Saved entries:
· · · · · · ·

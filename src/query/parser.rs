//! Daemon-side query syntax.
//!
//! Three layers, each optional, in this order:
//!
//! 1. `NAME:REST` - when NAME is a registered bookmark name, narrow the
//!    search to that bookmark's root.
//! 2. `*.EXT TOKENS` - extension filter; `*.EXT` alone is also accepted.
//! 3. The remainder is the case-insensitive substring needle; empty means
//!    "enumerate under the active filters".

/// Parse result. `bookmark_path` is the resolved root, not the name.
#[derive(Debug, Clone, Default, PartialEq, Eq)]
pub struct ParsedQuery {
    pub bookmark_path: Option<String>,
    pub extension: Option<String>,
    pub needle: String,
}

/// Parse a raw query. `resolve_bookmark` maps a candidate name prefix to a
/// bookmark root path; returning `None` leaves the colon in the needle
/// (plain filenames may contain colons).
pub fn parse_query(
    raw: &str,
    resolve_bookmark: impl Fn(&str) -> Option<String>,
) -> ParsedQuery {
    let mut rest = raw.trim();
    let mut parsed = ParsedQuery::default();

    if let Some((prefix, remainder)) = rest.split_once(':') {
        if let Some(root) = resolve_bookmark(prefix) {
            parsed.bookmark_path = Some(root);
            rest = remainder.trim_start();
        }
    }

    if let Some(after) = rest.strip_prefix("*.") {
        let ext_end = after.find(char::is_whitespace).unwrap_or(after.len());
        let ext = &after[..ext_end];
        if !ext.is_empty() {
            parsed.extension = Some(ext.to_ascii_lowercase());
            rest = after[ext_end..].trim_start();
        }
    }

    parsed.needle = rest.trim().to_string();
    parsed
}

#[cfg(test)]
mod tests {
    use super::*;

    fn resolver(name: &str) -> Option<String> {
        match name {
            "home" => Some("/tmp/h".to_string()),
            "work" => Some("/tmp/w".to_string()),
            _ => None,
        }
    }

    #[test]
    fn test_plain_query() {
        let q = parse_query("notes", resolver);
        assert_eq!(q, ParsedQuery {
            bookmark_path: None,
            extension: None,
            needle: "notes".to_string(),
        });
    }

    #[test]
    fn test_bookmark_prefix() {
        let q = parse_query("home:notes", resolver);
        assert_eq!(q.bookmark_path.as_deref(), Some("/tmp/h"));
        assert_eq!(q.needle, "notes");
    }

    #[test]
    fn test_unknown_prefix_stays_in_needle() {
        let q = parse_query("c:notes", resolver);
        assert_eq!(q.bookmark_path, None);
        assert_eq!(q.needle, "c:notes");
    }

    #[test]
    fn test_extension_filter() {
        let q = parse_query("*.py a", resolver);
        assert_eq!(q.extension.as_deref(), Some("py"));
        assert_eq!(q.needle, "a");
    }

    #[test]
    fn test_extension_filter_alone() {
        let q = parse_query("*.RS", resolver);
        assert_eq!(q.extension.as_deref(), Some("rs"));
        assert_eq!(q.needle, "");
    }

    #[test]
    fn test_bookmark_then_extension() {
        let q = parse_query("work:*.md readme", resolver);
        assert_eq!(q.bookmark_path.as_deref(), Some("/tmp/w"));
        assert_eq!(q.extension.as_deref(), Some("md"));
        assert_eq!(q.needle, "readme");
    }

    #[test]
    fn test_empty_query_enumerates() {
        let q = parse_query("", resolver);
        assert_eq!(q.needle, "");
        assert_eq!(q.bookmark_path, None);
        assert_eq!(q.extension, None);
    }

    #[test]
    fn test_bare_star_dot_is_needle() {
        // "*." with no extension is just a literal needle
        let q = parse_query("*.", resolver);
        assert_eq!(q.extension, None);
        assert_eq!(q.needle, "*.");
    }
}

· · · · · · ·

:: What you will do ::
Write the records out in full, exactly as they read above.

:: Answer to this exercise ::
filename src/query/parser.rs
//! Daemon-side query syntax.
//!
//! Three layers, each optional, in this order:
//!
//! 1. `NAME:REST` - when NAME is a registered bookmark name, narrow the
//!    search to that bookmark's root.
//! 2. `*.EXT TOKENS` - extension filter; `*.EXT` alone is also accepted.
//! 3. The remainder is the case-insensitive substring needle; empty means
//!    "enumerate under the active filters".

/// Parse result. `bookmark_path` is the resolved root, not the name.
#[derive(Debug, Clone, Default, PartialEq, Eq)]
pub struct ParsedQuery {
    pub bookmark_path: Option<String>,
    pub extension: Option<String>,
    pub needle: String,
}

/// Parse a raw query. `resolve_bookmark` maps a candidate name prefix to a
/// bookmark root path; returning `None` leaves the colon in the needle
/// (plain filenames may contain colons).
pub fn parse_query(
    raw: &str,
    resolve_bookmark: impl Fn(&str) -> Option<String>,
) -> ParsedQuery {
    let mut rest = raw.trim();
    let mut parsed = ParsedQuery::default();

    if let Some((prefix, remainder)) = rest.split_once(':') {
        if let Some(root) = resolve_bookmark(prefix) {
            parsed.bookmark_path = Some(root);
            rest = remainder.trim_start();
        }
    }

    if let Some(after) = rest.strip_prefix("*.") {
        let ext_end = after.find(char::is_whitespace).unwrap_or(after.len());
        let ext = &after[..ext_end];
        if !ext.is_empty() {
            parsed.extension = Some(ext.to_ascii_lowercase());
            rest = after[ext_end..].trim_start();
        }
    }

    parsed.needle = rest.trim().to_string();
    parsed
}

#[cfg(test)]
mod tests {
    use super::*;

    fn resolver(name: &str) -> Option<String> {
        match name {
            "home" => Some("/tmp/h".to_string()),
            "work" => Some("/tmp/w".to_string()),
            _ => None,
        }
    }

    #[test]
    fn test_plain_query() {
        let q = parse_query("notes", resolver);
        assert_eq!(q, ParsedQuery {
            bookmark_path: None,
            extension: None,
            needle: "notes".to_string(),
        });
    }

    #[test]
    fn test_bookmark_prefix() {
        let q = parse_query("home:notes", resolver);
        assert_eq!(q.bookmark_path.as_deref(), Some("/tmp/h"));
        assert_eq!(q.needle, "notes");
    }

    #[test]
    fn test_unknown_prefix_stays_in_needle() {
        let q = parse_query("c:notes", resolver);
        assert_eq!(q.bookmark_path, None);
        assert_eq!(q.needle, "c:notes");
    }

    #[test]
    fn test_extension_filter() {
        let q = parse_query("*.py a", resolver);
        assert_eq!(q.extension.as_deref(), Some("py"));
        assert_eq!(q.needle, "a");
    }

    #[test]
    fn test_extension_filter_alone() {
        let q = parse_query("*.RS", resolver);
        assert_eq!(q.extension.as_deref(), Some("rs"));
        assert_eq!(q.needle, "");
    }

    #[test]
    fn test_bookmark_then_extension() {
        let q = parse_query("work:*.md readme", resolver);
        assert_eq!(q.bookmark_path.as_deref(), Some("/tmp/w"));
        assert_eq!(q.extension.as_deref(), Some("md"));
        assert_eq!(q.needle, "readme");
    }

    #[test]
    fn test_empty_query_enumerates() {
        let q = parse_query("", resolver);
        assert_eq!(q.needle, "");
        assert_eq!(q.bookmark_path, None);
        assert_eq!(q.extension, None);
    }

    #[test]
    fn test_bare_star_dot_is_needle() {
        // "*." with no extension is just a literal needle
        let q = parse_query("*.", resolver);
        assert_eq!(q.extension, None);
        assert_eq!(q.needle, "*.");
    }
}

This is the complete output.